In the 1850s it was the site of the khutir (hamlet) of Fuzykivka that was established by Fuzyk family from the village of Bilychi (today also a neighborhood of Kyiv). In 1870s, a farmstead and a dacha there named "Nyvky" was being rented out.

In the beginning of the 20th century, khutir Nyvky was part of Bilhorodka volost, Kyiv county (uyezd). It had five homecourts with population of 27, along with three brick shops. At that time Nyvky included also such neighborhoods like Vovcha Hora and Rubezhivka. In 1923 the khutir was merged with the city of Kyiv.

==Infrastructure==
Notable institutions in Nyvky include the National Pedagogical Dragomanov University, Kyiv Exposition Center, the Dynamo Kyiv youth football training academy, Kadetskyi Korpus Liceum, Nyvky City Business Park, and the Verkon factory.

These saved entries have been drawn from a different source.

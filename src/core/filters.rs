use crate::models::{Course, CourseQuery};

/// Word-based name match, the in-process counterpart of a web-search style
/// full-text query
///
/// Every plain term must appear as a whole word of the name; a term written
/// as `-term` must not. Matching is case-insensitive and ignores punctuation.
pub fn matches_text(name: &str, query: &str) -> bool {
    let words = tokenize(name);

    // A query with no searchable words filters nothing
    for raw in query.split_whitespace() {
        let (negated, raw) = match raw.strip_prefix('-') {
            Some(rest) => (true, rest),
            None => (false, raw),
        };

        for term in tokenize(raw) {
            let present = words.iter().any(|w| *w == term);
            if present == negated {
                return false;
            }
        }
    }

    true
}

/// Exact state/province match
#[inline]
pub fn matches_state(course: &Course, state: &str) -> bool {
    course.state.as_deref() == Some(state)
}

/// Case-insensitive partial city match
#[inline]
pub fn matches_city(course: &Course, city: &str) -> bool {
    match course.city.as_deref() {
        Some(value) => value.to_lowercase().contains(&city.to_lowercase()),
        None => false,
    }
}

/// Check a course against every store-level constraint of a query
pub fn matches_query(course: &Course, query: &CourseQuery) -> bool {
    if query.verified_only && !course.verified {
        return false;
    }

    if let Some(text) = query.text.as_deref() {
        if !matches_text(&course.name, text) {
            return false;
        }
    }

    if let Some(state) = query.state.as_deref() {
        if !matches_state(course, state) {
            return false;
        }
    }

    if let Some(city) = query.city.as_deref() {
        if !matches_city(course, city) {
            return false;
        }
    }

    true
}

fn tokenize(value: &str) -> Vec<String> {
    value
        .split(|c: char| !c.is_alphanumeric())
        .filter(|w| !w.is_empty())
        .map(str::to_lowercase)
        .collect()
}

#[cfg(test)]
mod tests {
    use super::*;
    use crate::models::StoreOrder;
    use chrono::Utc;
    use uuid::Uuid;

    fn create_test_course(name: &str, city: &str, state: &str) -> Course {
        Course {
            id: Uuid::new_v4(),
            name: name.to_string(),
            address: None,
            city: Some(city.to_string()),
            state: Some(state.to_string()),
            zip_code: None,
            country: Some("US".to_string()),
            latitude: None,
            longitude: None,
            number_of_holes: Some(18),
            par: Some(72),
            phone: None,
            website: None,
            verified: true,
            created_at: Utc::now(),
            updated_at: Utc::now(),
        }
    }

    fn query() -> CourseQuery {
        CourseQuery {
            text: None,
            state: None,
            city: None,
            verified_only: true,
            order: StoreOrder::NameAsc,
            limit: Some(50),
            offset: 0,
        }
    }

    #[test]
    fn test_text_is_word_based() {
        assert!(matches_text("Pebble Beach Golf Links", "pebble"));
        assert!(matches_text("Pebble Beach Golf Links", "Beach golf"));
        // Substrings of a word are not matches
        assert!(!matches_text("Pebble Beach Golf Links", "peb"));
        assert!(!matches_text("Pebble Beach Golf Links", "pebble dunes"));
    }

    #[test]
    fn test_text_negation() {
        assert!(matches_text("Spyglass Hill Golf Course", "golf -links"));
        assert!(!matches_text("Pebble Beach Golf Links", "golf -links"));
    }

    #[test]
    fn test_city_partial_case_insensitive() {
        let course = create_test_course("Torrey Pines", "San Diego", "CA");
        assert!(matches_city(&course, "diego"));
        assert!(matches_city(&course, "SAN"));
        assert!(!matches_city(&course, "Jose"));
    }

    #[test]
    fn test_state_exact() {
        let course = create_test_course("Torrey Pines", "San Diego", "CA");
        assert!(matches_state(&course, "CA"));
        assert!(!matches_state(&course, "ca"));
    }

    #[test]
    fn test_unverified_excluded() {
        let mut course = create_test_course("Torrey Pines", "San Diego", "CA");
        course.verified = false;

        assert!(!matches_query(&course, &query()));

        let mut q = query();
        q.verified_only = false;
        assert!(matches_query(&course, &q));
    }

    #[test]
    fn test_combined_filters() {
        let course = create_test_course("Torrey Pines South", "San Diego", "CA");

        let mut q = query();
        q.text = Some("torrey".to_string());
        q.state = Some("CA".to_string());
        q.city = Some("diego".to_string());
        assert!(matches_query(&course, &q));

        q.state = Some("AZ".to_string());
        assert!(!matches_query(&course, &q));
    }
}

It is also home to Nyvky Park, Park Dubky, and Dubovyi Hai Park.

Nykvy metro station (on the Sviatoshynsko–Brovarska line) was built here in 1970. Rubezhivskyi train station is located next to Nyvky Park on the Syrets River. Nykvy is also close to Sviatoshyn Airfield.

==In the Russian invasion of Ukraine==
Nyvky has been hit by air strikes in the Russian invasion of Ukraine, beginning 2022. In March 2022, a multiple-missile strike damaged various residential buildings in Nyvky. In September 2024, a missile strike severely damaged Nyvky's Crimean Tatar mosque. Nykvy metro station, like others on the Kyiv Metro, has been used as an air raid shelter.